Working directly with DataFrames provides another benefit. It can ease the debugging process: if there’s an issue with the input data, we can use st.write(df) to display the DataFrame in a streamlit app and inspect it. This makes the feedback loop for debugging data issues much shorter. The second benefit is that it reduces the amount of transformational glue code sometimes required to create specific visualizations. For basic plots, we could use a DataFrame's plotting methods, but more complex visualizations might require us to restructure our dataset in a way that makes sense with the visualization API. This additional code between the dataset and visualization can be the source of additional complexity and can be a pain point as the app grows. Since Altair uses the Vega-Lite visualization grammar, the functions available in the transforms API can be used to make any visualization appropriate transformations.

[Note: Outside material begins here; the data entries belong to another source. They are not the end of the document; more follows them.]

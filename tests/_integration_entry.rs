// SPDX-License-Identifier: AGPL-3.0-or-later
// Copyright (C) 2012-2025 Andrei Maltsev

//! Integration coverage for the scenarios this transport is expected to
//! handle end to end: loopback publish/subscribe, an anonymous listener,
//! multi-frame reassembly with a dropped frame, service request/response,
//! TX priority ordering, and bind failure surfacing.

use std::{
    net::Ipv4Addr,
    time::{Duration, Instant},
};

use cyphal_udp_transport::{
    Transport, TransportConfig, TransportError,
    address::{Priority, multicast_group_for_message},
    frame::{ParsedHeader, encode_header, fragment_payload},
    session::specifier::DataSpecifier,
    socket::CyphalSocket,
};
use serial_test::serial;

fn transport_on(node_id: Option<u16>) -> Transport {
    let config = TransportConfig {
        local_node_id: node_id.map_or(cyphal_udp_transport::address::NodeId::ANONYMOUS, |id| {
            cyphal_udp_transport::address::NodeId::new(id).expect("valid node id")
        }),
        interface_addresses: vec![Ipv4Addr::new(127, 0, 0, 1)],
        mtu_payload_capacity: 256,
        tx_queue_capacity_per_interface: 128,
        transfer_id_timeout: Duration::from_secs(2),
        rx_payload_extent_bytes: 8192,
        session_arena_capacity: 16,
    };
    let transport = Transport::new(config).expect("construct");
    transport.initialize().expect("initialize");
    transport
}

#[tokio::test]
#[serial]
async fn loopback_heartbeat_delivers_five_ordered_transfers() {
    let transport = transport_on(Some(42));
    let heartbeat = DataSpecifier::message(7509).expect("valid subject id");
    let output = transport
        .get_output_session(heartbeat, None)
        .expect("output session");
    let input = transport
        .get_input_session(heartbeat, None)
        .expect("input session");

    for _ in 0..5 {
        output
            .send(
                b"heartbeat",
                Priority::Nominal,
                Instant::now() + Duration::from_secs(1),
                256,
            )
            .expect("send");
        transport
            .run_for(Duration::from_millis(100))
            .await
            .expect("run_for");
    }

    let mut transfers = Vec::new();
    while let Some(t) = input.receive() {
        transfers.push(t);
    }
    assert_eq!(transfers.len(), 5);
    for (i, t) in transfers.iter().enumerate() {
        assert_eq!(t.source_node_id, Some(42));
        assert_eq!(t.transfer_id, i as u64);
    }
}

#[tokio::test]
#[serial]
async fn anonymous_listener_receives_one_transfer_and_rejects_service_output() {
    let publisher = transport_on(Some(1));
    let listener = transport_on(None);
    let heartbeat = DataSpecifier::message(7510).expect("valid subject id");

    let output = publisher
        .get_output_session(heartbeat, None)
        .expect("output session");
    let input = listener
        .get_input_session(heartbeat, None)
        .expect("input session");

    output
        .send(
            b"hi",
            Priority::Nominal,
            Instant::now() + Duration::from_secs(1),
            256,
        )
        .expect("send");
    publisher
        .run_for(Duration::from_millis(100))
        .await
        .expect("run_for");
    listener
        .run_for(Duration::from_millis(100))
        .await
        .expect("run_for");

    assert!(input.receive().is_some());
    assert!(input.receive().is_none());

    let service = DataSpecifier::service_consumer(430).expect("valid service id");
    assert!(matches!(
        listener.get_output_session(service, Some(1)),
        Err(TransportError::InvalidArgumentError(_))
    ));
}

#[tokio::test]
#[serial]
async fn multi_frame_transfer_with_a_dropped_frame_is_never_delivered() {
    let group = multicast_group_for_message(7511);

    // Join the multicast group before anything is sent — a socket that
    // joins after the datagrams are on the wire never sees them.
    let listener = transport_on(None);
    let heartbeat = DataSpecifier::message(7511).expect("valid subject id");
    let input = listener
        .get_input_session(heartbeat, None)
        .expect("input session");

    let output_socket =
        CyphalSocket::bind_output(Ipv4Addr::new(127, 0, 0, 1), group).expect("bind output");

    let payload = vec![0xAAu8; 4096];
    let fragments = fragment_payload(&payload, 1024);
    assert!(fragments.len() >= 4);
    let last = fragments.len() - 1;

    for (index, fragment) in fragments.iter().enumerate() {
        if index == 2 {
            continue; // simulate a dropped frame
        }
        let header = ParsedHeader {
            priority: Priority::Nominal,
            source_node_id: 7,
            destination_node_id: cyphal_udp_transport::address::ANONYMOUS_NODE_ID,
            kind: cyphal_udp_transport::address::TransferKind::Message,
            port_id: 7511,
            transfer_id: 0,
            frame_index: index as u32,
            end_of_transfer: index == last,
        };
        let mut datagram = encode_header(&header).to_vec();
        datagram.extend_from_slice(fragment);
        output_socket.try_send(&datagram).expect("send");
    }

    listener
        .run_for(Duration::from_millis(100))
        .await
        .expect("run_for");
    assert!(input.receive().is_none());

    // Every frame after the gap arrives out of order relative to the
    // stalled partial and is counted, never delivered: frame 3 (expected
    // index 2) and frame 4, the end-of-transfer frame (still expected
    // index 2, since frame 3 was rejected rather than consumed).
    assert_eq!(input.stats().out_of_order_frames, 2);

    input.set_transfer_id_timeout(Duration::from_millis(50));
    tokio::time::sleep(Duration::from_millis(80)).await;
    listener
        .run_for(Duration::from_millis(100))
        .await
        .expect("run_for");
    assert!(input.receive().is_none());
    assert_eq!(input.stats().reassembly_timeouts, 1);
}

#[tokio::test]
#[serial]
async fn service_request_response_round_trip() {
    let client = transport_on(Some(10));
    let server = transport_on(Some(11));

    let request_ds = DataSpecifier::service_consumer(430).expect("valid service id");
    let provider_ds = DataSpecifier::service_provider(430).expect("valid service id");

    let client_request_output = client
        .get_output_session(request_ds, Some(11))
        .expect("request output session");
    let server_request_input = server
        .get_input_session(provider_ds, None)
        .expect("request input session");
    let server_response_output = server
        .get_output_session(provider_ds, Some(10))
        .expect("response output session");
    let client_response_input = client
        .get_input_session(request_ds, Some(11))
        .expect("response input session");

    client_request_output
        .send(
            b"ping",
            Priority::Nominal,
            Instant::now() + Duration::from_secs(1),
            256,
        )
        .expect("send request");
    client.run_for(Duration::from_millis(100)).await.expect("run_for");
    server.run_for(Duration::from_millis(100)).await.expect("run_for");

    let request = server_request_input.receive().expect("request delivered");
    assert_eq!(request.payload, b"ping");
    assert_eq!(request.transfer_id, 0);

    server_response_output
        .send(
            b"pong",
            Priority::Nominal,
            Instant::now() + Duration::from_secs(1),
            256,
        )
        .expect("send response");
    server.run_for(Duration::from_millis(100)).await.expect("run_for");
    client.run_for(Duration::from_millis(100)).await.expect("run_for");

    let response = client_response_input.receive().expect("response delivered");
    assert_eq!(response.payload, b"pong");
    assert_eq!(response.transfer_id, 0);
}

#[tokio::test]
#[serial]
async fn tx_priority_ordering_sends_immediate_before_queued_nominal() {
    let group = Ipv4Addr::new(239, 3, 0, 1);
    let output_socket =
        CyphalSocket::bind_output(Ipv4Addr::new(127, 0, 0, 1), group).expect("bind output");
    let input_socket =
        CyphalSocket::bind_input(Ipv4Addr::new(127, 0, 0, 1), group).expect("bind input");

    let mut queue = cyphal_udp_transport::queue::TxQueue::new(64);
    let deadline = Instant::now() + Duration::from_secs(5);
    for i in 0..50u8 {
        queue
            .push(Priority::Nominal, deadline, vec![i])
            .expect("push nominal");
    }
    queue
        .push(Priority::Immediate, deadline, vec![255])
        .expect("push immediate");

    while let Some(item) = queue.peek() {
        output_socket.writable().await.expect("writable");
        output_socket.try_send(&item.payload).expect("send");
        queue.pop();
    }

    input_socket.readable().await.expect("readable");
    let mut buf = [0u8; 8];
    let (n, _) = input_socket
        .try_receive_from(&mut buf)
        .expect("recv")
        .expect("first datagram present");
    assert_eq!(&buf[..n], &[255]);
}

#[tokio::test]
#[serial]
async fn bind_failure_on_a_nonexistent_interface_surfaces_address_error() {
    let config = TransportConfig {
        local_node_id: cyphal_udp_transport::address::NodeId::new(5).expect("valid"),
        interface_addresses: vec![Ipv4Addr::new(203, 0, 113, 77)],
        mtu_payload_capacity: 256,
        tx_queue_capacity_per_interface: 16,
        transfer_id_timeout: Duration::from_secs(2),
        rx_payload_extent_bytes: 4096,
        session_arena_capacity: 8,
    };
    let transport = Transport::new(config).expect("construct");
    transport.initialize().expect("initialize");

    let heartbeat = DataSpecifier::message(1).expect("valid subject id");
    assert!(matches!(
        transport.get_input_session(heartbeat, None),
        Err(TransportError::AddressError { .. })
    ));
}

Finally, interactive visualizations with Altair are easy. While an app might start by using streamlit widgets to filter and select data, an app could also use a visualization could as the selection mechanism. Rather than communicating information as a string in a widget or narrative, interactive visualizations allow visual communication of aspects of the data within a visualization.

Don’t Neglect Refactoring, Writing Modular Code, and Testing

It’s easy to spend a few hours with streamlit and have a 500 line app.py file that nobody but you understands. If you're handing off your code, deploying your app, or adding a some new functionality it's now possible that you'll be spending a significant amount of time trying to remember how your code works because you've neglected good code hygiene.

If an app is beyond 100 lines of code, it can probably benefit from a refactor. A good first step is to create functions from the code and put those functions in a separate helpers.py file. This also makes it easier to test and benchmark caching on these functions.

There’s no specific right way on how exactly to refactor code, but I’ve developed an exercise that can help when starting an app refactor.

Refactoring Exercise

In the app.py, try to:

  • only import streamlit and helper functions (don’t forget to benchmark @st.cache on these helper functions)
  • never create a variable that isn’t input into a streamlit object, i.e. visualization or widget, in the next line of code (with the exception of the data loading function)

These aren’t hard and fast rules to always abide by: you could follow them specifically and have a poorly organized app because you’ve got large, complex functions that do too much. However, they are good objectives to start with when moving from everything in app.py to a more modular structure.

The example below highlights an app before and after going through this exercise.

Functions are great and you should use them.

Another benefit of reorganizing code in this way is that the functions in the helpers file are now easier to write tests for. Sometimes I struggle with coming up with ideas of what to test, but I’ve found that now it’s really easy to come up with tests for my apps because I’m more quickly discovering bugs and edge cases now that I’m interacting more closely with the data and code. Now, any time my app displays a traceback, I fix the function that caused it and write a test to make sure the new behavior is what I expect.

Wrap Up

I’ve been enjoying my time with streamlit — it’s a fantastic tool that’s addressed a clear need in the data science workflow. However, today’s prototypes are tomorrow’s production apps, and it’s easy for a simple app to become an unmaintainable nightmare for a data science team. The ideas covered in this article have helped me manage the pains associated with moving my apps beyond a prototype and I hope they do the same for you.